In many cases, natural and human-induced factors reinforce each other. Such complex crises tend to be the most severe and prolonged. Between 1986 and 2004, 18 countries were “in crisis” more than half of the time. War or economic and social disruptions caused or compounded the crises in all 18 (see graph, facing page). These countries also offer evidence that frequent and prolonged crises cause widespread chronic undernourishment. FAO's latest estimates list 13 of the 18 countries among those where more than 35 percent of the population goes hungry.
Monitoring hunger “hotspots”
In order to identify and monitor potential hunger “hotspots”, both the specifics of locations and the complexities of causes of food emergencies must be taken into account. Tracking weather conditions and crop prospects in regions regularly buffeted by monsoons, droughts and other recurring weather patterns is relatively straightforward. The task of identifying potential human-induced and complex emergencies is much more difficult, requiring an ongoing assessment of many different environmental, economic, social and political indicators. Once a food emergency has been identified, monitoring can provide the information needed to tailor effective relief and rehabilitation measures.
Many countries that are plagued by unfavourable weather but enjoy relatively stable economies and governments have implemented crisis prevention and mitigation programmes and established effective channels for relief and rehabilitation efforts. But when a country has also been battered by conflict or economic collapse, programmes and infrastructure for prevention, relief and rehabilitation are usually disrupted or destroyed.
As the continent with the highest number and proportion of countries facing food crises, Africa provides a good illustration, especially if one analyses differences among the continent's subregions.

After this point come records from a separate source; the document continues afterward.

// =============================================================================
// Shared types used across the tick relay
// =============================================================================

use serde::{Deserialize, Serialize};

/// A validated price observation for the configured instrument.
///
/// `epoch` is the event time reported by the feed (seconds since the Unix
/// epoch), not the time the relay received it.
#[derive(Debug, Clone, PartialEq, Serialize, Deserialize)]
pub struct Tick {
    pub epoch: i64,
    #[serde(rename = "quote")]
    pub price: f64,
    pub symbol: String,
}

impl Tick {
    pub fn new(epoch: i64, price: f64, symbol: impl Into<String>) -> Self {
        Self {
            epoch,
            price,
            symbol: symbol.into(),
        }
    }
}

/// Tick event exactly as delivered by the feed, before validation.
#[derive(Debug, Clone, PartialEq, Deserialize)]
pub struct RawTick {
    pub epoch: i64,
    pub quote: f64,
    pub symbol: String,
}

impl From<RawTick> for Tick {
    fn from(raw: RawTick) -> Self {
        Self::new(raw.epoch, raw.quote, raw.symbol)
    }
}

/// A single OHLCV candle derived from ticks in one interval bucket.
///
/// `volume` is the number of ticks that fell into the bucket; the feed
/// carries no traded size.
#[derive(Debug, Clone, PartialEq, Serialize, Deserialize)]
pub struct Candle {
    pub bucket_start: i64,
    pub open: f64,
    pub high: f64,
    pub low: f64,
    pub close: f64,
    pub volume: u64,
}

/// Outcome of offering a tick to the window.
#[derive(Debug, Clone, Copy, PartialEq, Eq)]
pub enum AcceptResult {
    /// A new epoch was stored. `evicted` holds the epoch pushed out to stay
    /// within capacity, if any.
    Inserted { evicted: Option<i64> },
    /// An existing epoch received a different price or symbol.
    Replaced,
    /// Nothing visible changed: an identical duplicate, or a tick older than
    /// everything in a full window.
    Unchanged,
}

impl AcceptResult {
    pub fn changed(&self) -> bool {
        !matches!(self, Self::Unchanged)
    }
}

impl std::fmt::Display for AcceptResult {
    fn fmt(&self, f: &mut std::fmt::Formatter<'_>) -> std::fmt::Result {
        match self {
            Self::Inserted { evicted: Some(e) } => write!(f, "Inserted (evicted {e})"),
            Self::Inserted { evicted: None } => write!(f, "Inserted"),
            Self::Replaced => write!(f, "Replaced"),
            Self::Unchanged => write!(f, "Unchanged"),
        }
    }
}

East Africa, for example, not only experienced several of the most severe crises during 2003-2004 but includes six countries that have been in crisis more than half the time since 1986. The subregion suffers from frequent droughts and occasional torrential rains and floods. But the East African countries that have suffered the most devastating and persistent crises are those that have been stricken by conflict. The humanitarian crisis in Darfur, for example, engulfed an area that had generally enjoyed good rains and crops. The crisis was triggered by conflict that drove an estimated 1.2 million people from their homes and prevented them from tending their fields and herds.
The Sudan and other East African countries are less vulnerable to weather conditions than the neighbouring Sahel, where the single annual growing season receives an average of only 575 millimetres of rainfall in good years and is plagued with frequent droughts.
Sahel countries have been relatively free of conflict, however. And after a series of devastating droughts, they have integrated the unpredictability and volatility of weather conditions into their agricultural and trade policies and farming systems. As a result, these countries tend to fall into crisis less often than countries elsewhere on the continent. When crises do occur they tend to be less severe and far shorter. Since the mid-1980s, the longest emergencies in the Sahel lasted an average of one year. In East Africa, the average was more than 11 years (see graph).
Taking account of such differences in underlying causes of hunger and poverty and in countries' vulnerability to natural disasters and human-induced crises is essential both for monitoring potential hunger hotspots and for responding effectively when crises do erupt.